■ EXERCISE
All entries given below are to be returned word for word.

■ RECORDS
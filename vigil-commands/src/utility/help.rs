use crate::utility::embeds::{
    grouped_help_description, page_out_of_range_message, unknown_category_message,
};
use crate::{COMMANDS, CommandMeta};
use vigil_core::{Context, Error};
use vigil_utils::pagination::paginate_embed_pages;

pub const META: CommandMeta = CommandMeta {
    name: "help",
    desc: "List every available command.",
    category: "utility",
    usage: "/help [page|category]",
};

const HELP_COMMANDS_PER_PAGE: usize = 10;

#[poise::command(slash_command, category = "Utility")]
pub async fn help(
    ctx: Context<'_>,
    #[description = "Page number or category"] query: Option<String>,
) -> Result<(), Error> {
    let query = query.as_deref().map(str::trim).filter(|raw| !raw.is_empty());
    let parsed_page = query.and_then(|raw| raw.parse::<usize>().ok().filter(|page| *page >= 1));
    let category = match (query, parsed_page) {
        (Some(raw), None) => Some(raw.to_ascii_lowercase()),
        _ => None,
    };

    let categories = categories();
    if let Some(wanted) = category.as_deref()
        && !categories.contains(&wanted)
    {
        ctx.say(unknown_category_message(wanted, &categories)).await?;
        return Ok(());
    }

    let commands = sorted_commands(category.as_deref());
    let requested_page = parsed_page.unwrap_or(1);
    let total = total_pages(commands.len(), HELP_COMMANDS_PER_PAGE);

    if requested_page > total {
        ctx.say(page_out_of_range_message(requested_page, total)).await?;
        return Ok(());
    }

    let pages = commands
        .chunks(HELP_COMMANDS_PER_PAGE)
        .map(grouped_help_description)
        .collect::<Vec<_>>();
    paginate_embed_pages(ctx, "Available Commands", &pages, requested_page, true).await?;
    Ok(())
}

fn categories() -> Vec<&'static str> {
    let mut categories: Vec<&str> = COMMANDS.iter().map(|c| c.category).collect();
    categories.sort_unstable();
    categories.dedup();
    categories
}

fn total_pages(total_items: usize, per_page: usize) -> usize {
    total_items.div_ceil(per_page.max(1)).max(1)
}

fn sorted_commands(category: Option<&str>) -> Vec<&'static CommandMeta> {
    let mut filtered: Vec<&'static CommandMeta> = COMMANDS
        .iter()
        .filter(|cmd| category.is_none_or(|wanted| cmd.category == wanted))
        .collect();

    filtered.sort_unstable_by(|left, right| {
        left.category
            .cmp(right.category)
            .then_with(|| left.name.cmp(right.name))
    });

    filtered
}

■ YOUR SOLUTION
filename vigil-commands/src/utility/help.rs
use crate::utility::embeds::{
    grouped_help_description, page_out_of_range_message, unknown_category_message,
};
use crate::{COMMANDS, CommandMeta};
use vigil_core::{Context, Error};
use vigil_utils::pagination::paginate_embed_pages;

pub const META: CommandMeta = CommandMeta {
    name: "help",
    desc: "List every available command.",
    category: "utility",
    usage: "/help [page|category]",
};

const HELP_COMMANDS_PER_PAGE: usize = 10;

#[poise::command(slash_command, category = "Utility")]
pub async fn help(
    ctx: Context<'_>,
    #[description = "Page number or category"] query: Option<String>,
) -> Result<(), Error> {
    let query = query.as_deref().map(str::trim).filter(|raw| !raw.is_empty());
    let parsed_page = query.and_then(|raw| raw.parse::<usize>().ok().filter(|page| *page >= 1));
    let category = match (query, parsed_page) {
        (Some(raw), None) => Some(raw.to_ascii_lowercase()),
        _ => None,
    };

    let categories = categories();
    if let Some(wanted) = category.as_deref()
        && !categories.contains(&wanted)
    {
        ctx.say(unknown_category_message(wanted, &categories)).await?;
        return Ok(());
    }

    let commands = sorted_commands(category.as_deref());
    let requested_page = parsed_page.unwrap_or(1);
    let total = total_pages(commands.len(), HELP_COMMANDS_PER_PAGE);

    if requested_page > total {
        ctx.say(page_out_of_range_message(requested_page, total)).await?;
        return Ok(());
    }

    let pages = commands
        .chunks(HELP_COMMANDS_PER_PAGE)
        .map(grouped_help_description)
        .collect::<Vec<_>>();
    paginate_embed_pages(ctx, "Available Commands", &pages, requested_page, true).await?;
    Ok(())
}

fn categories() -> Vec<&'static str> {
    let mut categories: Vec<&str> = COMMANDS.iter().map(|c| c.category).collect();
    categories.sort_unstable();
    categories.dedup();
    categories
}

fn total_pages(total_items: usize, per_page: usize) -> usize {
    total_items.div_ceil(per_page.max(1)).max(1)
}

fn sorted_commands(category: Option<&str>) -> Vec<&'static CommandMeta> {
    let mut filtered: Vec<&'static CommandMeta> = COMMANDS
        .iter()
        .filter(|cmd| category.is_none_or(|wanted| cmd.category == wanted))
        .collect();

    filtered.sort_unstable_by(|left, right| {
        left.category
            .cmp(right.category)
            .then_with(|| left.name.cmp(right.name))
    });

    filtered
}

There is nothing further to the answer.